Um agente do Serviço Secreto na Flórida e dois outros foram presos em conexão com um ritual brutal de trote universitário que durou dias e quase terminou em morte, disseram autoridades no domingo.

Marquez Christopher Pinder, 29 anos, foi colocado em licença administrativa e o Serviço Secreto está “cooperando totalmente com a investigação”, de acordo com uma declaração do Agente Especial Encarregado Michael Townsend, que dirige o escritório local da agência em Miami.

Pinder, Jared Lamar James, 26, e Elijah Delano Dyous, 29, também foram autuados por suspeita de tentativa de homicídio culposo com arma mortal, agressão agravada com arma mortal e trote com arma mortal, de acordo com o Gabinete do Procurador do Estado de Miami-Dade.

Pinder detinha o título de “reitor de promessas” da fraternidade Kappa Alpha Psi da Universidade de Miami em Coral Gables.

Duas promessas, identificadas apenas como Vítima 1 e Vítima 2, foram “sujeitas a espancamentos severos”, de acordo com um mandado de prisão redigido pelo detetive da polícia de Sweetwater, Kevin Espinosa, e pelo detetive do xerife do condado de Miami-Dade, Alejandro Venturin.

Não ficou imediatamente claro como ou por que Pinder, de 29 anos, teria conexões tão íntimas com uma fraternidade universitária.
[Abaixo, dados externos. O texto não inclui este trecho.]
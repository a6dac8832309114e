//! Priority store for pending jobs

use std::collections::BinaryHeap;

use tracing::debug;

use super::job::{JobId, JobPayload, QueuedJob, clamp_priority};

/// Ordered container of pending jobs
///
/// Owns the id and sequence counters so every job a queue ever sees is
/// numbered here. Pop order is numerically-smallest priority first, with
/// insertion order breaking ties. Removal and reprioritization rebuild the
/// heap; fine at the scale a single process queue runs at.
pub struct PriorityStore {
    heap: BinaryHeap<QueuedJob>,
    next_id: JobId,
    next_seq: u64,
}

impl PriorityStore {
    pub fn new() -> Self {
        Self {
            heap: BinaryHeap::new(),
            next_id: 1,
            next_seq: 0,
        }
    }

    /// Insert a payload as a pending job, returning its assigned id.
    /// The priority is clamped to the valid ceiling before storage.
    pub fn insert(&mut self, payload: JobPayload, priority: i32) -> JobId {
        let id = self.next_id;
        self.next_id += 1;

        let seq = self.next_seq;
        self.next_seq += 1;

        let priority = clamp_priority(priority);
        debug!(id, priority, seq, "PriorityStore::insert");

        self.heap.push(QueuedJob {
            id,
            priority,
            seq,
            payload,
        });
        id
    }

    /// Pop the most urgent pending job, if any
    pub fn pop(&mut self) -> Option<QueuedJob> {
        self.heap.pop()
    }

    /// Remove a pending job. Returns false if the id is not pending here
    /// (already dispatched, terminal, or never existed).
    pub fn remove(&mut self, id: JobId) -> bool {
        let before = self.heap.len();
        let kept: Vec<_> = self.heap.drain().filter(|j| j.id != id).collect();
        self.heap = kept.into_iter().collect();

        let removed = self.heap.len() != before;
        debug!(id, removed, "PriorityStore::remove");
        removed
    }

    /// Change the priority of a pending job in place. The insertion sequence
    /// is kept, so it still tie-breaks at its original position. Returns
    /// false if the id is not pending here.
    pub fn set_priority(&mut self, id: JobId, priority: i32) -> bool {
        let mut jobs: Vec<_> = self.heap.drain().collect();
        let mut found = false;

        for job in &mut jobs {
            if job.id == id {
                job.priority = clamp_priority(priority);
                found = true;
                break;
            }
        }

        self.heap = jobs.into_iter().collect();
        debug!(id, priority, found, "PriorityStore::set_priority");
        found
    }

    /// Get the stored priority of a pending job
    pub fn priority_of(&self, id: JobId) -> Option<i32> {
        self.heap.iter().find(|j| j.id == id).map(|j| j.priority)
    }

    pub fn contains(&self, id: JobId) -> bool {
        self.heap.iter().any(|j| j.id == id)
    }

    /// Count of pending jobs
    pub fn len(&self) -> usize {
        self.heap.len()
    }

    pub fn is_empty(&self) -> bool {
        self.heap.is_empty()
    }
}

impl Default for PriorityStore {
    fn default() -> Self {
        Self::new()
    }
}
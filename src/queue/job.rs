//! Job record and heap ordering

use futures::future::BoxFuture;

/// Internal identifier assigned at push time, starting at 1,
/// strictly increasing for the lifetime of a queue, never reused.
pub type JobId = u64;

/// The output of a successful job payload
pub type JobOutput = serde_json::Value;

/// A job payload: an opaque async operation, not started until dispatched
pub type JobPayload = BoxFuture<'static, eyre::Result<JobOutput>>;

/// Lowest urgency; also the clamp ceiling for out-of-range inputs
pub const LOWEST_PRIORITY: i32 = 10;

/// Priority assigned when the caller does not specify one
pub const DEFAULT_PRIORITY: i32 = 5;

/// Normalize a requested priority: values above 10 are clamped down to 10,
/// values at or below 1 are taken as-is (more urgent than anything standard).
pub fn clamp_priority(priority: i32) -> i32 {
    priority.min(LOWEST_PRIORITY)
}

/// Where a job currently is in its lifecycle
#[derive(Debug, Clone, Copy, PartialEq, Eq)]
pub enum JobState {
    Pending,
    Running,
    Completed,
    Failed,
    Cancelled,
}

impl std::fmt::Display for JobState {
    fn fmt(&self, f: &mut std::fmt::Formatter<'_>) -> std::fmt::Result {
        match self {
            Self::Pending => write!(f, "pending"),
            Self::Running => write!(f, "running"),
            Self::Completed => write!(f, "completed"),
            Self::Failed => write!(f, "failed"),
            Self::Cancelled => write!(f, "cancelled"),
        }
    }
}

/// A pending job held by the priority store
pub struct QueuedJob {
    pub id: JobId,
    pub priority: i32,
    /// Insertion sequence, used only to break ties between equal priorities
    pub seq: u64,
    pub payload: JobPayload,
}

impl std::fmt::Debug for QueuedJob {
    fn fmt(&self, f: &mut std::fmt::Formatter<'_>) -> std::fmt::Result {
        f.debug_struct("QueuedJob")
            .field("id", &self.id)
            .field("priority", &self.priority)
            .field("seq", &self.seq)
            .finish_non_exhaustive()
    }
}

impl Eq for QueuedJob {}

impl PartialEq for QueuedJob {
    fn eq(&self, other: &Self) -> bool {
        self.id == other.id
    }
}

impl Ord for QueuedJob {
    fn cmp(&self, other: &Self) -> std::cmp::Ordering {
        // Max-heap: "greater" means dispatched sooner. Numerically smaller
        // priority first, then earlier insertion among equals.
        other
            .priority
            .cmp(&self.priority)
            .then_with(|| other.seq.cmp(&self.seq))
    }
}

impl PartialOrd for QueuedJob {
    fn partial_cmp(&self, other: &Self) -> Option<std::cmp::Ordering> {
        Some(self.cmp(other))
    }
}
“Uma investigação revelou evidências de supostos incidentes de trote envolvendo espancamentos prolongados e repetidos com bengalas e remos”, disseram os promotores em comunicado. “A falta de resposta correta às perguntas sobre a fraternidade supostamente levou aos espancamentos.”

O suposto trote começou dentro de um apartamento em 1º de abril em Sweetwater, Flórida, e continuou até 2 e 3 de abril naquele local, disseram os promotores.

O trote continuou até 4 de abril, em uma residência no condado não incorporado de Miami-Dade, disseram autoridades.

Os espancamentos fizeram com que a Vítima 1 recebesse “extensos enxertos de pele” nas costas, que haviam sido “escurecidos pela presença de pele/tecido necrônico”, de acordo com o mandado de prisão.

Essa vítima “continua a sofrer extrema dor e desconforto como resultado dos” supostos espancamentos, afirma o mandado.

“Além disso, a mobilidade e a qualidade de vida da ‘Vítima 1’ foram significativamente afetadas”, de acordo com o mandado de prisão. “Se a ‘Vítima 1’ não tivesse recebido os cuidados médicos de emergência necessários, os seus ferimentos teriam resultado em insuficiência renal, levando à morte.”

A vítima 2 disse aos investigadores que não foi vítima de trote, mas admitiu ter procurado atendimento médico devido a ferimentos nas costas em abril, disseram as autoridades.

“Essas lesões externas e internas espelhavam as sofridas pela ‘Vítima 1’ e eram consistentes com a declaração fornecida pela ‘Vítima 1’ de que a ‘Vítima 2’ foi submetida a espancamentos severos nas costas”, dizia o mandado de prisão.

Os três suspeitos foram presos na segunda-feira.

Embora o trote “possa ser visto como uma tradição que cria um sentimento de pertencimento e fraternidade”, a procuradora estadual Katherine Fernandez Rundle disse que esses atos equivalem a crimes com vítimas em “túmulos e em leitos de hospital”.

Não ficou imediatamente claro se Pinder, James e Dyous contrataram ou foram designados advogados de defesa criminal para falar em seu nome.